En bref: Les grandes entreprises technologiques semblent toujours être au centre d’au moins quelques poursuites et enquêtes antitrust, et Amazon ne fait certainement pas exception à cette règle. Aujourd’hui, le géant de la vente au détail numérique a été impliqué dans une autre poursuite de ce type: la Commission européenne estime que l’entreprise utilise injustement des données de vendeurs tiers pour renforcer ses propres produits.

Amazon est dans une position un peu étrange en ce qui concerne les détaillants numériques. Non seulement l’entreprise vend une large gamme de ses propres produits personnalisés; allant des souris aux claviers et des haut-parleurs aux chaises, mais il héberge également des milliers et des milliers d’autres listes de produits.

À ce titre, la Commission estime qu’Amazon a exploité sa position dominante sur le marché pour obtenir un avantage indu par rapport aux vendeurs tiers dont il héberge les produits. Les enquêteurs de la Commission ont constaté qu’Amazon intégrait des données back-end sur les produits de vendeurs tiers dans ses propres algorithmes pour l’aider à décider des produits à lancer.

La Commission affirme qu’Amazon utilise ces données pour copier directement les produits de certains vendeurs tiers, puis vendre ses propres versions à un prix inférieur. C’est quelque chose dont Amazon a été accusé dans le passé, et c’est ainsi que plusieurs produits du catalogue “Amazon Basics” de la société sont nés.

“Nous devons nous assurer que les plates-formes à double rôle avec un pouvoir de marché, comme Amazon, ne faussent pas la concurrence”, explique Margrethe Vestager, vice-présidente exécutive de la Commission européenne dans un communiqué. “Les données sur l’activité des vendeurs tiers ne doivent pas être utilisées au profit d’Amazon lorsqu’elle agit en tant que concurrent de ces vendeurs.”

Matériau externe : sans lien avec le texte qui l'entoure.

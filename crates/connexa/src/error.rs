//! CLI error types with miette diagnostics.
//!
//! Maps `CoreError` and `ConfigError` into user-facing errors with
//! actionable help text and process exit codes.

use miette::Diagnostic;
use thiserror::Error;

use connexa_config::ConfigError;
use connexa_core::CoreError;

/// Process exit codes.
pub mod exit_code {
    pub const GENERAL: i32 = 1;
    pub const USAGE: i32 = 2;
    pub const AUTH: i32 = 3;
    pub const NOT_FOUND: i32 = 4;
    pub const CONNECTION: i32 = 7;
    pub const TIMEOUT: i32 = 8;
}

#[derive(Debug, Error, Diagnostic)]
pub enum CliError {
    // ── Connection ───────────────────────────────────────────────────
    #[error("Cannot reach the panel: {reason}")]
    #[diagnostic(
        code(connexa::connection_failed),
        help(
            "Check that the panel is running and reachable.\n\
             Verify the profile's base_url with: connexa config show"
        )
    )]
    ConnectionFailed { reason: String },

    #[error("TLS certificate verification failed: {reason}")]
    #[diagnostic(
        code(connexa::tls_error),
        help(
            "The panel is probably using a self-signed certificate.\n\
             Use --insecure (-k) to accept it, or configure ca_cert in your profile."
        )
    )]
    TlsError { reason: String },

    #[error("Request timed out")]
    #[diagnostic(
        code(connexa::timeout),
        help("Increase the timeout with --timeout or check the panel's responsiveness.")
    )]
    Timeout,

    // ── Authentication ───────────────────────────────────────────────
    #[error("Authentication failed: {message}")]
    #[diagnostic(code(connexa::auth_failed), help("Run: connexa login"))]
    AuthFailed { message: String },

    #[error("Not logged in to profile '{profile}'")]
    #[diagnostic(code(connexa::not_logged_in), help("Run: connexa login --profile {profile}"))]
    NotLoggedIn { profile: String },

    #[error("Two-factor authentication code required")]
    #[diagnostic(
        code(connexa::totp_required),
        help("Pass the current code from your authenticator app with --totp.")
    )]
    TwoFactorRequired,

    #[error("No username configured for profile '{profile}'")]
    #[diagnostic(
        code(connexa::no_username),
        help(
            "Pass --username, set CONNEXA_USERNAME, or add username to the profile\n\
             with: connexa config init"
        )
    )]
    NoUsername { profile: String },

    #[error("A password change is required before the dashboard is available")]
    #[diagnostic(code(connexa::password_change_required), help("Run: connexa password"))]
    PasswordChangeRequired,

    // ── Resources ────────────────────────────────────────────────────
    #[error("{message}")]
    #[diagnostic(code(connexa::not_found), help("Run: connexa {list_command}"))]
    NotFound {
        message: String,
        list_command: String,
    },

    // ── API ──────────────────────────────────────────────────────────
    #[error("{message}")]
    #[diagnostic(code(connexa::api_error))]
    Api { status: Option<u16>, message: String },

    // ── Validation ───────────────────────────────────────────────────
    #[error("Invalid value for {field}: {reason}")]
    #[diagnostic(code(connexa::validation))]
    Validation { field: String, reason: String },

    // ── Configuration ────────────────────────────────────────────────
    #[error("Profile '{name}' not found in configuration")]
    #[diagnostic(
        code(connexa::profile_not_found),
        help(
            "Available profiles: {available}\n\
             Create one with: connexa config init"
        )
    )]
    ProfileNotFound { name: String, available: String },

    #[error("No panel URL configured")]
    #[diagnostic(
        code(connexa::no_config),
        help(
            "Create a profile with: connexa config init\n\
             Or pass --url. Expected config at: {path}"
        )
    )]
    NoConfig { path: String },

    #[error("Configuration error: {message}")]
    #[diagnostic(code(connexa::config))]
    Config { message: String },

    // ── Interactive ──────────────────────────────────────────────────
    #[error("Destructive operation '{action}' requires confirmation")]
    #[diagnostic(
        code(connexa::confirmation_required),
        help("Use --yes (-y) to skip confirmation in non-interactive contexts.")
    )]
    NonInteractiveRequiresYes { action: String },

    // ── IO ───────────────────────────────────────────────────────────
    #[error(transparent)]
    Io(#[from] std::io::Error),
}

impl CliError {
    /// Map this error to an exit code for process termination.
    pub fn exit_code(&self) -> i32 {
        match self {
            Self::ConnectionFailed { .. } | Self::TlsError { .. } => exit_code::CONNECTION,
            Self::Timeout => exit_code::TIMEOUT,
            Self::AuthFailed { .. }
            | Self::NotLoggedIn { .. }
            | Self::TwoFactorRequired
            | Self::NoUsername { .. }
            | Self::PasswordChangeRequired => exit_code::AUTH,
            Self::NotFound { .. } | Self::ProfileNotFound { .. } => exit_code::NOT_FOUND,
            Self::Validation { .. } | Self::NonInteractiveRequiresYes { .. } => exit_code::USAGE,
            _ => exit_code::GENERAL,
        }
    }
}

// ── CoreError → CliError mapping ─────────────────────────────────────

impl From<CoreError> for CliError {
    fn from(err: CoreError) -> Self {
        match err {
            CoreError::Auth { message } => CliError::AuthFailed { message },
            CoreError::TwoFactorRequired => CliError::TwoFactorRequired,
            CoreError::NotAuthenticated => CliError::NotLoggedIn {
                profile: "default".into(),
            },
            CoreError::Validation { field, reason } => CliError::Validation { field, reason },
            CoreError::Request {
                status: 404,
                message,
            } => CliError::NotFound {
                message,
                list_command: "nodes list".into(),
            },
            CoreError::Request { status, message } => CliError::Api {
                status: Some(status),
                message,
            },
            CoreError::Network { reason } => {
                if reason.contains("timed out") {
                    CliError::Timeout
                } else if reason.starts_with("TLS") || reason.contains("certificate") {
                    CliError::TlsError { reason }
                } else {
                    CliError::ConnectionFailed { reason }
                }
            }
            CoreError::Config { message } => CliError::Config { message },
            CoreError::Internal(message) => CliError::Api {
                status: None,
                message,
            },
        }
    }
}

// ── ConfigError → CliError mapping ───────────────────────────────────

impl From<ConfigError> for CliError {
    fn from(err: ConfigError) -> Self {
        match err {
            ConfigError::Validation { field, reason } => CliError::Validation { field, reason },
            ConfigError::UnknownProfile { name } => CliError::ProfileNotFound {
                name,
                available: String::new(),
            },
            ConfigError::NoUsername { profile } => CliError::NoUsername { profile },
            ConfigError::Io(e) => CliError::Io(e),
            other => CliError::Config {
                message: other.to_string(),
            },
        }
    }
}
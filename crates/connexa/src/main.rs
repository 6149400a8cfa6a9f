mod cli;
mod commands;
mod config;
mod error;
mod output;

use clap::Parser;
use tracing_subscriber::EnvFilter;

use crate::cli::{Cli, Command};
use crate::error::CliError;

#[tokio::main(flavor = "current_thread")]
async fn main() {
    let cli = Cli::parse();

    init_tracing(cli.global.verbose);

    if let Err(err) = run(cli).await {
        let code = err.exit_code();
        eprintln!("{:?}", miette::Report::new(err));
        std::process::exit(code);
    }
}

fn init_tracing(verbosity: u8) {
    let filter = match verbosity {
        0 => "warn",
        1 => "info",
        2 => "debug",
        _ => "trace",
    };

    tracing_subscriber::fmt()
        .with_env_filter(
            EnvFilter::try_from_default_env().unwrap_or_else(|_| EnvFilter::new(filter)),
        )
        .with_writer(std::io::stderr)
        .with_target(false)
        .init();
}

async fn run(cli: Cli) -> Result<(), CliError> {
    match cli.command {
        // Config commands never need the panel
        Command::Config(args) => commands::config_cmd::handle(args, &cli.global),

        Command::Completions(args) => {
            use clap::CommandFactory;
            use clap_complete::generate;

            let mut cmd = Cli::command();
            generate(args.shell, &mut cmd, "connexa", &mut std::io::stdout());
            Ok(())
        }

        cmd => {
            tracing::debug!(command = ?cmd, "dispatching command");
            commands::dispatch(cmd, &cli.global).await
        }
    }
}
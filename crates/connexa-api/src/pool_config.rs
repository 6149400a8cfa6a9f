// Pool configuration, firewall and whitelist endpoints under `/config`.

use std::net::IpAddr;

use crate::client::{ApiClient, encode};
use crate::error::Error;
use crate::nodes::path_segment;
use crate::types::{
    ConfigResponse, CountriesRequest, MessageResponse, WhitelistEntryRequest, WhitelistResponse,
};

impl ApiClient {
    /// `GET /config/`
    pub async fn get_config(&self) -> Result<ConfigResponse, Error> {
        self.get("config/").await
    }

    /// `POST /config/firewall/apply`
    pub async fn apply_firewall(&self) -> Result<MessageResponse, Error> {
        self.post("config/firewall/apply", None).await
    }

    /// `POST /config/tor/countries`. Codes are sent comma-joined.
    pub async fn set_countries<S: AsRef<str>>(
        &self,
        countries: &[S],
        strict_nodes: bool,
    ) -> Result<MessageResponse, Error> {
        let joined = countries
            .iter()
            .map(AsRef::as_ref)
            .collect::<Vec<_>>()
            .join(",");
        let body = encode(&CountriesRequest {
            countries: joined,
            strict_nodes,
        })?;
        self.post("config/tor/countries", Some(&body)).await
    }

    /// `GET /config/whitelist`
    pub async fn list_whitelist(&self) -> Result<Vec<String>, Error> {
        let resp: WhitelistResponse = self.get("config/whitelist").await?;
        Ok(resp.whitelist)
    }

    /// `POST /config/whitelist`
    pub async fn add_whitelist_entry(&self, ip: IpAddr) -> Result<MessageResponse, Error> {
        let body = encode(&WhitelistEntryRequest { ip: ip.to_string() })?;
        self.post("config/whitelist", Some(&body)).await
    }

    /// `DELETE /config/whitelist/{ip}`
    pub async fn remove_whitelist_entry(&self, ip: IpAddr) -> Result<MessageResponse, Error> {
        self.delete(&format!("config/whitelist/{}", path_segment(&ip.to_string())))
            .await
    }
}
// ── Audit log entries ──

use chrono::{DateTime, Utc};
use serde::Serialize;

#[derive(Debug, Clone, PartialEq, Eq, Serialize)]
pub struct AuditEntry {
    pub event_type: String,
    pub severity: Option<String>,
    pub username: Option<String>,
    pub message: String,
    pub created_at: Option<DateTime<Utc>>,
}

Cette enquête a commencé il y a deux ans, et a finalement abouti aux conclusions ci-dessus. Cependant, ce ne sont que préliminaires – une deuxième enquête va bientôt commencer, et elle se concentrera sur une partie liée du modèle économique d’Amazon: la «boîte d’achat». La boîte d’achat est simplement la partie d’une liste Amazon donnée qui comporte les gros boutons «Ajouter au panier» et «Ajouter à la liste».

Lorsque plusieurs vendeurs proposent le même produit, un seul d’entre eux peut occuper la boîte d’achat à un moment donné (le reste étant poussé vers une section plus petite “Autres vendeurs” ci-dessous). La préoccupation de la Commission européenne réside dans la possibilité qu’Amazon se privilégie ici, ou que des vendeurs tiers choisissent d’utiliser les systèmes d’expédition du détaillant au lieu d’alternatives indépendantes comme FedEx ou UPS.

Si Amazon est reconnu coupable après la fin de cette deuxième enquête, il pourrait être contraint de payer jusqu’à 10% de ses revenus annuels en amendes, ce qui représenterait un changement substantiel. Bien sûr, les poches profondes d’Amazon signifient également qu’elle peut se permettre de retenir les services d’avocats de classe mondiale.Il reste donc à voir si des accusations resteront ou non à la fin.